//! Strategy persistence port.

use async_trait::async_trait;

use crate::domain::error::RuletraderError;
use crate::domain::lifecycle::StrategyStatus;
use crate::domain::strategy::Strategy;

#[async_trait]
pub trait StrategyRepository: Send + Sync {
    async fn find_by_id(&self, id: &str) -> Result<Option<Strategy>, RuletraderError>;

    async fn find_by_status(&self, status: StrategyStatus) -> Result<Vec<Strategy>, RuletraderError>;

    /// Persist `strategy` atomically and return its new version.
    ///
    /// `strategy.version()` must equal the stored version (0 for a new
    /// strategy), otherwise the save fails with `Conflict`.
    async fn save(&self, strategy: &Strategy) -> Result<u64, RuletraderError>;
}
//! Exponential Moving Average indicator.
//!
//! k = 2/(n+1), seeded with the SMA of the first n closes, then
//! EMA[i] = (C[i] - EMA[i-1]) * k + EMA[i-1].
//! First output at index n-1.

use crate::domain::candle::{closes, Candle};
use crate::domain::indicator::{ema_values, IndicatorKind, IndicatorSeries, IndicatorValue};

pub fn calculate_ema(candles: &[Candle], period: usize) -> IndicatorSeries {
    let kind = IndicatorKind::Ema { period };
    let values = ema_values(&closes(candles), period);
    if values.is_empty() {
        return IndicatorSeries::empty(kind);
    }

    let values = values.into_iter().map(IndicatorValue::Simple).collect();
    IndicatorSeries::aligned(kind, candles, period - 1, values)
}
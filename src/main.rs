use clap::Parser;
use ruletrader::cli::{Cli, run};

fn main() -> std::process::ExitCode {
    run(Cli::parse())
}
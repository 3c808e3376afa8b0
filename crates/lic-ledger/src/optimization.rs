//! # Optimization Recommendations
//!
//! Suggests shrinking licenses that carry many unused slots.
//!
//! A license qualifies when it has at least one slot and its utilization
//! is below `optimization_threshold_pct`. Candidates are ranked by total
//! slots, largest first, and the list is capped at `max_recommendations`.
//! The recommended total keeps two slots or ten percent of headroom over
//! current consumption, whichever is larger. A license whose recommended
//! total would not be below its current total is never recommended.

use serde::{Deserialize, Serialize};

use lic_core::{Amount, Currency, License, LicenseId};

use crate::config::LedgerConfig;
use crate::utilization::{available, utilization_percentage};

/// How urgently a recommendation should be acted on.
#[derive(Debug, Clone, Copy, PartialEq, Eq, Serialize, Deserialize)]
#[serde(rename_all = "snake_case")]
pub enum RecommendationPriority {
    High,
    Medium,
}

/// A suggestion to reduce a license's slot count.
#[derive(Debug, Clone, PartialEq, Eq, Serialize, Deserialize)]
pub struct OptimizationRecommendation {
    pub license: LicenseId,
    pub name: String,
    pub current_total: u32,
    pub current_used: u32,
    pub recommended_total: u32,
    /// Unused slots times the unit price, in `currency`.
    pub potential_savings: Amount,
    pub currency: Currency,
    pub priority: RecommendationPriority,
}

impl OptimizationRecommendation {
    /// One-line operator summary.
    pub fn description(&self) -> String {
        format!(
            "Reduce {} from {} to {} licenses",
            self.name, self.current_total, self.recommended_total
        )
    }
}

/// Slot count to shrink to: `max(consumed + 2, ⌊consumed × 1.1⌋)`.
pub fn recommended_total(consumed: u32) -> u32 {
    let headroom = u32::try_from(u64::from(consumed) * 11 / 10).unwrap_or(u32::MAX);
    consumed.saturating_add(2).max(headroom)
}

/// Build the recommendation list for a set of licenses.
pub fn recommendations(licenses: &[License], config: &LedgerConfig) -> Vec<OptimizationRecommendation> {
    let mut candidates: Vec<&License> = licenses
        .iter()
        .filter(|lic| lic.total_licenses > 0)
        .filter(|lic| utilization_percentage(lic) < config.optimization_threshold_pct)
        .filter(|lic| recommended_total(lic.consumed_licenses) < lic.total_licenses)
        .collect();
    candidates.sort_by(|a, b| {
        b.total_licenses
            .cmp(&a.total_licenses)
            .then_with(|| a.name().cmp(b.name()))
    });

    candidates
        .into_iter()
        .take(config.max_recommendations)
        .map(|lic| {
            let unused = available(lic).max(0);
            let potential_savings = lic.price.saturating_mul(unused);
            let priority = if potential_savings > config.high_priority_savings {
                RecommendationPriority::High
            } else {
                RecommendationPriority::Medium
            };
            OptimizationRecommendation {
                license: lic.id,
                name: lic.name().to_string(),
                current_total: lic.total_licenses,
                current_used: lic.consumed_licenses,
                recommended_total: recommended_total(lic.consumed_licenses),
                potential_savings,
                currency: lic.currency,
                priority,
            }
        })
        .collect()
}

Problem statement | The required output is the exact sequence of lines from the one containing "let priority = if" through the end of the listing, both endpoints included.

Worked solution |
            let priority = if potential_savings > config.high_priority_savings {
                RecommendationPriority::High
            } else {
                RecommendationPriority::Medium
            };
            OptimizationRecommendation {
                license: lic.id,
                name: lic.name().to_string(),
                current_total: lic.total_licenses,
                current_used: lic.consumed_licenses,
                recommended_total: recommended_total(lic.consumed_licenses),
                potential_savings,
                currency: lic.currency,
                priority,
            }
        })
        .collect()
}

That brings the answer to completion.